Production of 5‐hydroxyindoleacetic acid from serotonin by cultured endothelial cells

Abstract

Endothelial cells from bovine aorta and human umbilical vein and fibroblasts from human foreskin were cultured and subsequently evaluated for ability to metabolize serotonin (5‐HT) to 5‐hydroxyindoleacetic acid (5‐HIAA). Cells were incubated for three hours with 4 × 10⁻⁶ M [¹⁴C] 5‐HT creatinine sulfate. [¹⁴C] 5‐HIAA was separated from labeled 5‐HT by column chromatography and measured by scintillation counting. Production of 5‐HIAA by bovine aorta cells was 39.0 ± 7.5 (S.E.M., n = 6) nmoles per 10⁹ cells per hour. Production of 5‐HIAA was markedly inhibited by the presence of 10⁻⁴ M iproniazid (an inhibitor of monoamine oxidase) or 10⁻⁴ M imipramine (an inhibitor of amine transport). 5‐HIAA was the only product of 5‐HT metabolism detected by thin layer chromatography. Production of 5‐HIAA by human umbilical vein endothelial cells was 5.4 ± 2.0 nmoles per 10⁹ cells per hour (n = 5) and by human foreskin fibroblasts was 3.9 ± 1.4 nmoles per 10⁹ cells per hour (n = 5).

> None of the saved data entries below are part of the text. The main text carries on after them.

//! OpenAI Chat Completions wire shape.
//!
//! The context string travels as a leading `system` message.

use serde::{Deserialize, Serialize};
use smartchat_types::{Message, Role};

use crate::shared::{MAX_TOKENS, ProviderError, ProviderResult, TEMPERATURE, send_json};
use crate::{ClientConfig, ProviderKind};

/// Default base URL for the OpenAI API.
pub const DEFAULT_BASE_URL: &str = "https://api.openai.com/v1";

const CHAT_COMPLETIONS_PATH: &str = "/chat/completions";

#[derive(Debug, Serialize)]
pub(crate) struct ChatCompletionRequest<'a> {
    model: &'a str,
    messages: Vec<ChatCompletionMessage<'a>>,
    temperature: f64,
    max_tokens: u32,
}

#[derive(Debug, Serialize)]
struct ChatCompletionMessage<'a> {
    role: &'static str,
    content: &'a str,
}

#[derive(Debug, Deserialize)]
pub(crate) struct ChatCompletionResponse {
    #[serde(default)]
    choices: Vec<Choice>,
}

#[derive(Debug, Deserialize)]
struct Choice {
    message: Option<ChoiceMessage>,
}

#[derive(Debug, Deserialize)]
struct ChoiceMessage {
    content: Option<String>,
}

fn api_role(role: Role) -> &'static str {
    match role {
        Role::User => "user",
        Role::Assistant => "assistant",
    }
}

pub(crate) fn build_request<'a>(
    model: &'a str,
    transcript: &'a [Message],
    context: &'a str,
) -> ChatCompletionRequest<'a> {
    let mut messages = Vec::with_capacity(transcript.len() + 1);

    if !context.is_empty() {
        messages.push(ChatCompletionMessage {
            role: "system",
            content: context,
        });
    }

    messages.extend(transcript.iter().map(|msg| ChatCompletionMessage {
        role: api_role(msg.role()),
        content: msg.content(),
    }));

    ChatCompletionRequest {
        model,
        messages,
        temperature: TEMPERATURE,
        max_tokens: MAX_TOKENS,
    }
}

/// Extracts `choices[0].message.content`.
pub(crate) fn extract_text(response: ChatCompletionResponse) -> ProviderResult<String> {
    response
        .choices
        .into_iter()
        .next()
        .and_then(|choice| choice.message)
        .and_then(|message| message.content)
        .ok_or_else(|| ProviderError::parse("OpenAI response missing choices[0].message.content"))
}

pub(crate) async fn generate(
    http: &reqwest::Client,
    config: &ClientConfig,
    transcript: &[Message],
    context: &str,
) -> ProviderResult<String> {
    let request = build_request(&config.model, transcript, context);
    let url = format!("{}{}", config.base_url, CHAT_COMPLETIONS_PATH);

    let builder = http
        .post(&url)
        .header("Authorization", format!("Bearer {}", config.api_key));

    let response: ChatCompletionResponse = send_json(builder, &request, ProviderKind::OpenAI).await?;
    extract_text(response)
}
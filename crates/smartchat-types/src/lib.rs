//! Shared chat data model.
//!
//! A conversation transcript is an ordered `Vec<Message>`. Messages are
//! immutable once created; the transcript only ever grows at the end (or is
//! cleared as a whole).

use std::fmt;
use std::str::FromStr;

use chrono::{SecondsFormat, Utc};
use serde::{Deserialize, Serialize};

/// Author of a transcript message.
#[derive(Debug, Clone, Copy, PartialEq, Eq, Hash, Serialize, Deserialize)]
#[serde(rename_all = "lowercase")]
pub enum Role {
    User,
    Assistant,
}

impl Role {
    pub fn as_str(&self) -> &'static str {
        match self {
            Role::User => "user",
            Role::Assistant => "assistant",
        }
    }
}

impl fmt::Display for Role {
    fn fmt(&self, f: &mut fmt::Formatter<'_>) -> fmt::Result {
        f.write_str(self.as_str())
    }
}

impl FromStr for Role {
    type Err = String;

    fn from_str(value: &str) -> Result<Self, Self::Err> {
        match value {
            "user" => Ok(Self::User),
            "assistant" => Ok(Self::Assistant),
            _ => Err(format!("Unknown message role: {value}")),
        }
    }
}

/// A single transcript entry.
#[derive(Debug, Clone, PartialEq, Eq, Serialize, Deserialize)]
pub struct Message {
    id: String,
    role: Role,
    content: String,
    /// RFC 3339 UTC timestamp with millisecond precision.
    timestamp: String,
}

impl Message {
    /// Creates a message stamped with a fresh id and the current time.
    pub fn new(role: Role, content: impl Into<String>) -> Self {
        Self {
            id: uuid::Uuid::new_v4().to_string(),
            role,
            content: content.into(),
            timestamp: Utc::now().to_rfc3339_opts(SecondsFormat::Millis, true),
        }
    }

    pub fn user(content: impl Into<String>) -> Self {
        Self::new(Role::User, content)
    }

    pub fn assistant(content: impl Into<String>) -> Self {
        Self::new(Role::Assistant, content)
    }

    pub fn id(&self) -> &str {
        &self.id
    }

    pub fn role(&self) -> Role {
        self.role
    }

    pub fn content(&self) -> &str {
        &self.content
    }

    pub fn timestamp(&self) -> &str {
        &self.timestamp
    }
}
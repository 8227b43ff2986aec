//! One chat surface: settings, the active conversation, and turn handling.
//!
//! A session owns its store and transcript. `submit` takes `&mut self`, so a
//! session can have at most one provider call in flight.

use anyhow::Result;
use smartchat_providers::{
    ClientConfig, ProviderClient, ProviderError, ProviderKind, ProviderResult, resolve_base_url,
};
use smartchat_types::Message;
use tracing::{debug, warn};

use crate::markdown::clean_markdown;
use crate::storage::KeyValueStore;
use crate::transcript::{load_transcript, save_transcript};

/// Shown instead of calling the provider when the session cannot run.
pub const MISSING_SETTINGS_NOTICE: &str =
    "Missing required settings: api_key and model are required";

/// Per-surface settings supplied by the host.
#[derive(Debug, Clone)]
pub struct ChatSettings {
    /// Provider id; validated at dispatch time, not here.
    pub provider: String,
    pub api_key: String,
    pub model: String,
    /// Free-form background text; empty means none.
    pub context: String,
    pub clean_markdown: bool,
    /// Overrides the provider's production endpoint (`<PROVIDER>_BASE_URL` still wins).
    pub base_url: Option<String>,
}

impl Default for ChatSettings {
    fn default() -> Self {
        Self {
            provider: ProviderKind::OpenAI.id().to_string(),
            api_key: String::new(),
            model: String::new(),
            context: String::new(),
            clean_markdown: true,
            base_url: None,
        }
    }
}

impl ChatSettings {
    fn is_complete(&self) -> bool {
        !self.api_key.trim().is_empty() && !self.model.trim().is_empty()
    }
}

/// Result of a single `submit` call.
#[derive(Debug, Clone, PartialEq, Eq)]
pub enum TurnOutcome {
    /// Input was empty after trimming; nothing changed.
    Ignored,
    /// Settings are incomplete; nothing changed.
    Blocked,
    /// The assistant reply that was appended.
    Replied(String),
    /// The provider call failed. The user message stays in the transcript.
    Failed(String),
}

pub struct ChatSession<S: KeyValueStore> {
    settings: ChatSettings,
    store: S,
    conversation_id: String,
    transcript: Vec<Message>,
    error: Option<String>,
}

impl<S: KeyValueStore> ChatSession<S> {
    /// Opens a session on `conversation_id`, loading any stored transcript.
    ///
    /// # Errors
    /// Returns an error if the store cannot be read.
    pub fn open(settings: ChatSettings, store: S, conversation_id: impl Into<String>) -> Result<Self> {
        let conversation_id = conversation_id.into();
        let transcript = load_transcript(&store, &conversation_id)?;
        debug!(
            conversation = %conversation_id,
            messages = transcript.len(),
            "opened conversation"
        );

        Ok(Self {
            settings,
            store,
            conversation_id,
            transcript,
            error: None,
        })
    }

    pub fn settings(&self) -> &ChatSettings {
        &self.settings
    }

    pub fn conversation_id(&self) -> &str {
        &self.conversation_id
    }

    pub fn transcript(&self) -> &[Message] {
        &self.transcript
    }

    /// Text of the last failed turn, cleared by the next submission.
    pub fn error(&self) -> Option<&str> {
        self.error.as_deref()
    }

    pub fn store(&self) -> &S {
        &self.store
    }

    /// The notice to display when the session cannot send, if any.
    pub fn blocking_notice(&self) -> Option<&'static str> {
        (!self.settings.is_complete()).then_some(MISSING_SETTINGS_NOTICE)
    }

    /// Makes `conversation_id` active. A conversation with nothing stored
    /// starts empty.
    ///
    /// # Errors
    /// Returns an error if the store cannot be read.
    pub fn switch_conversation(&mut self, conversation_id: impl Into<String>) -> Result<()> {
        let conversation_id = conversation_id.into();
        self.transcript = load_transcript(&self.store, &conversation_id)?;
        self.conversation_id = conversation_id;
        self.error = None;
        Ok(())
    }

    /// Empties the active transcript and persists the empty state.
    ///
    /// # Errors
    /// Returns an error if the store write fails.
    pub fn clear(&mut self) -> Result<()> {
        self.transcript.clear();
        self.error = None;
        self.persist()
    }

    /// Runs one user turn.
    ///
    /// Provider failures are reported through [`TurnOutcome::Failed`] and the
    /// session's error indicator.
    ///
    /// # Errors
    /// Returns an error only if persisting the transcript fails.
    pub async fn submit(&mut self, input: &str) -> Result<TurnOutcome> {
        let input = input.trim();
        if input.is_empty() {
            return Ok(TurnOutcome::Ignored);
        }
        if self.blocking_notice().is_some() {
            return Ok(TurnOutcome::Blocked);
        }

        self.transcript.push(Message::user(input));
        self.persist()?;
        self.error = None;

        match self.request_reply().await {
            Ok(reply) => {
                let reply = if self.settings.clean_markdown {
                    clean_markdown(&reply)
                } else {
                    reply
                };
                self.transcript.push(Message::assistant(reply.clone()));
                self.persist()?;
                Ok(TurnOutcome::Replied(reply))
            }
            Err(e) => {
                warn!(
                    conversation = %self.conversation_id,
                    kind = %e.kind,
                    "chat turn failed"
                );
                let message = e.to_string();
                self.error = Some(message.clone());
                Ok(TurnOutcome::Failed(message))
            }
        }
    }

    async fn request_reply(&self) -> ProviderResult<String> {
        let kind: ProviderKind = self.settings.provider.parse()?;
        let base_url = resolve_base_url(
            self.settings.base_url.as_deref(),
            kind.base_url_env_var(),
            kind.default_base_url(),
            kind.label(),
        )
        .map_err(|e| ProviderError::config(format!("{e:#}")))?;

        let config = ClientConfig::new(kind, self.settings.api_key.trim(), self.settings.model.trim())
            .with_base_url(base_url);
        ProviderClient::new(config)
            .generate_reply(&self.transcript, &self.settings.context)
            .await
    }

    fn persist(&mut self) -> Result<()> {
        save_transcript(&mut self.store, &self.conversation_id, &self.transcript)
    }
}
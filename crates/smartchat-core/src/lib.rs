//! Chat session engine: configuration, transcript storage, markdown cleanup,
//! and the turn loop that ties them to the provider adapter.

pub mod config;
pub mod markdown;
pub mod session;
pub mod storage;
pub mod transcript;

pub use config::Config;
pub use markdown::clean_markdown;
pub use session::{ChatSession, ChatSettings, MISSING_SETTINGS_NOTICE, TurnOutcome};
pub use storage::{FileStore, KeyValueStore, MemoryStore};
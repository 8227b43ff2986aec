use assert_cmd::cargo::cargo_bin_cmd;

#[test]
fn test_clean_strips_markdown_from_stdin() {
    cargo_bin_cmd!("smartchat")
        .arg("clean")
        .write_stdin("# Title\n**bold** and *italic*\n\n\n[link](http://x)\n")
        .assert()
        .success()
        .stdout("Title\nbold and italic\n\nlink\n");
}

#[test]
fn test_clean_empty_input() {
    cargo_bin_cmd!("smartchat")
        .arg("clean")
        .write_stdin("")
        .assert()
        .success()
        .stdout("\n");
}
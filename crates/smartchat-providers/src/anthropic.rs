//! Anthropic Messages API wire shape.
//!
//! Context is sent as a leading `user` turn wrapped in a fixed preamble rather
//! than through the `system` field.

use std::borrow::Cow;

use serde::{Deserialize, Serialize};
use smartchat_types::{Message, Role};

use crate::shared::{MAX_TOKENS, ProviderError, ProviderResult, context_preamble, send_json};
use crate::{ClientConfig, ProviderKind};

/// Default base URL for the Anthropic API.
pub const DEFAULT_BASE_URL: &str = "https://api.anthropic.com";

const MESSAGES_PATH: &str = "/v1/messages";
const API_VERSION: &str = "2023-06-01";

#[derive(Debug, Serialize)]
pub(crate) struct MessagesRequest<'a> {
    model: &'a str,
    messages: Vec<ApiMessage<'a>>,
    max_tokens: u32,
}

#[derive(Debug, Serialize)]
struct ApiMessage<'a> {
    role: &'static str,
    content: Cow<'a, str>,
}

#[derive(Debug, Deserialize)]
pub(crate) struct MessagesResponse {
    #[serde(default)]
    content: Vec<ContentBlock>,
}

#[derive(Debug, Deserialize)]
struct ContentBlock {
    text: Option<String>,
}

fn api_role(role: Role) -> &'static str {
    match role {
        Role::User => "user",
        Role::Assistant => "assistant",
    }
}

pub(crate) fn build_request<'a>(
    model: &'a str,
    transcript: &'a [Message],
    context: &str,
) -> MessagesRequest<'a> {
    let mut messages = Vec::with_capacity(transcript.len() + 1);

    if !context.is_empty() {
        messages.push(ApiMessage {
            role: "user",
            content: Cow::Owned(context_preamble(context)),
        });
    }

    messages.extend(transcript.iter().map(|msg| ApiMessage {
        role: api_role(msg.role()),
        content: Cow::Borrowed(msg.content()),
    }));

    MessagesRequest {
        model,
        messages,
        max_tokens: MAX_TOKENS,
    }
}

/// Extracts `content[0].text`.
pub(crate) fn extract_text(response: MessagesResponse) -> ProviderResult<String> {
    response
        .content
        .into_iter()
        .next()
        .and_then(|block| block.text)
        .ok_or_else(|| ProviderError::parse("Anthropic response missing content[0].text"))
}

pub(crate) async fn generate(
    http: &reqwest::Client,
    config: &ClientConfig,
    transcript: &[Message],
    context: &str,
) -> ProviderResult<String> {
    let request = build_request(&config.model, transcript, context);
    let url = format!("{}{}", config.base_url, MESSAGES_PATH);

    let builder = http
        .post(&url)
        .header("x-api-key", &config.api_key)
        .header("anthropic-version", API_VERSION);

    let response: MessagesResponse = send_json(builder, &request, ProviderKind::Anthropic).await?;
    extract_text(response)
}
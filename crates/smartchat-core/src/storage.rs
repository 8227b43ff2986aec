//! Key-value persistence used for transcripts.
//!
//! The session only needs `get`/`set`; `remove` and `keys` back the CLI's
//! conversation management commands.

use std::collections::HashMap;
use std::fs;
use std::io::ErrorKind;
use std::path::{Path, PathBuf};

use anyhow::{Context, Result};
use percent_encoding::{AsciiSet, NON_ALPHANUMERIC, percent_decode_str, utf8_percent_encode};
use tracing::warn;

/// Flat string-to-string storage. Last write wins.
pub trait KeyValueStore {
    /// Returns the stored value, or `None` if the key was never written.
    ///
    /// # Errors
    /// Returns an error if the backing storage cannot be read.
    fn get(&self, key: &str) -> Result<Option<String>>;

    /// # Errors
    /// Returns an error if the backing storage cannot be written.
    fn set(&mut self, key: &str, value: &str) -> Result<()>;

    /// Removing a missing key is not an error.
    ///
    /// # Errors
    /// Returns an error if the backing storage cannot be written.
    fn remove(&mut self, key: &str) -> Result<()>;

    /// # Errors
    /// Returns an error if the backing storage cannot be listed.
    fn keys(&self) -> Result<Vec<String>>;
}

impl<S: KeyValueStore + ?Sized> KeyValueStore for Box<S> {
    fn get(&self, key: &str) -> Result<Option<String>> {
        (**self).get(key)
    }

    fn set(&mut self, key: &str, value: &str) -> Result<()> {
        (**self).set(key, value)
    }

    fn remove(&mut self, key: &str) -> Result<()> {
        (**self).remove(key)
    }

    fn keys(&self) -> Result<Vec<String>> {
        (**self).keys()
    }
}

/// Process-local store; nothing survives the process.
#[derive(Debug, Clone, Default)]
pub struct MemoryStore {
    entries: HashMap<String, String>,
}

impl MemoryStore {
    pub fn new() -> Self {
        Self::default()
    }
}

impl KeyValueStore for MemoryStore {
    fn get(&self, key: &str) -> Result<Option<String>> {
        Ok(self.entries.get(key).cloned())
    }

    fn set(&mut self, key: &str, value: &str) -> Result<()> {
        self.entries.insert(key.to_string(), value.to_string());
        Ok(())
    }

    fn remove(&mut self, key: &str) -> Result<()> {
        self.entries.remove(key);
        Ok(())
    }

    fn keys(&self) -> Result<Vec<String>> {
        let mut keys: Vec<String> = self.entries.keys().cloned().collect();
        keys.sort();
        Ok(keys)
    }
}

/// One `<key>.json` file per key under a directory.
///
/// Key bytes outside `[A-Za-z0-9._-]` are percent-encoded in the file name,
/// so distinct keys never share a file and `keys()` returns the original keys.
#[derive(Debug, Clone)]
pub struct FileStore {
    dir: PathBuf,
}

const FILE_EXTENSION: &str = "json";

/// Everything except `[A-Za-z0-9._-]`, including `%` itself.
const FILE_NAME_ESCAPES: &AsciiSet = &NON_ALPHANUMERIC.remove(b'.').remove(b'_').remove(b'-');

impl FileStore {
    /// The directory is created lazily on first write.
    pub fn new(dir: impl Into<PathBuf>) -> Self {
        Self { dir: dir.into() }
    }

    pub fn dir(&self) -> &Path {
        &self.dir
    }

    fn path_for(&self, key: &str) -> PathBuf {
        self.dir
            .join(format!("{}.{FILE_EXTENSION}", file_stem_for_key(key)))
    }
}

fn file_stem_for_key(key: &str) -> String {
    utf8_percent_encode(key, FILE_NAME_ESCAPES).to_string()
}

fn key_for_file_stem(stem: &str) -> Option<String> {
    percent_decode_str(stem)
        .decode_utf8()
        .ok()
        .map(|key| key.into_owned())
}

impl KeyValueStore for FileStore {
    fn get(&self, key: &str) -> Result<Option<String>> {
        let path = self.path_for(key);
        match fs::read_to_string(&path) {
            Ok(contents) => Ok(Some(contents)),
            Err(e) if e.kind() == ErrorKind::NotFound => Ok(None),
            Err(e) => Err(e).with_context(|| format!("Failed to read {}", path.display())),
        }
    }

    /// Writes through a temp file and rename so readers never see a partial value.
    fn set(&mut self, key: &str, value: &str) -> Result<()> {
        fs::create_dir_all(&self.dir)
            .with_context(|| format!("Failed to create directory {}", self.dir.display()))?;

        let path = self.path_for(key);
        let tmp_path = path.with_extension(format!("{FILE_EXTENSION}.tmp"));
        fs::write(&tmp_path, value)
            .with_context(|| format!("Failed to write {}", tmp_path.display()))?;
        fs::rename(&tmp_path, &path).with_context(|| {
            format!(
                "Failed to rename {} to {}",
                tmp_path.display(),
                path.display()
            )
        })?;

        Ok(())
    }

    fn remove(&mut self, key: &str) -> Result<()> {
        let path = self.path_for(key);
        match fs::remove_file(&path) {
            Ok(()) => Ok(()),
            Err(e) if e.kind() == ErrorKind::NotFound => Ok(()),
            Err(e) => Err(e).with_context(|| format!("Failed to remove {}", path.display())),
        }
    }

    fn keys(&self) -> Result<Vec<String>> {
        let entries = match fs::read_dir(&self.dir) {
            Ok(entries) => entries,
            Err(e) if e.kind() == ErrorKind::NotFound => return Ok(Vec::new()),
            Err(e) => {
                return Err(e)
                    .with_context(|| format!("Failed to list {}", self.dir.display()));
            }
        };

        let mut keys = Vec::new();
        for entry in entries {
            let path = entry
                .with_context(|| format!("Failed to list {}", self.dir.display()))?
                .path();
            if path.extension().and_then(|ext| ext.to_str()) != Some(FILE_EXTENSION) {
                continue;
            }
            let Some(stem) = path.file_stem().and_then(|s| s.to_str()) else {
                continue;
            };
            match key_for_file_stem(stem) {
                Some(key) => keys.push(key),
                None => warn!(file = %path.display(), "skipping file with undecodable name"),
            }
        }
        keys.sort();
        Ok(keys)
    }
}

The results obtained during incubation in the presence and absence of inhibitors indicate that bovine aorta endothelial cells maintained in tissue culture are able to transport serotonin with subsequent production of 5‐HIAA. By contrast, human umbilical vein endothelial cells and fibroblasts exhibited relatively low rates of 5‐HT uptake and metabolism.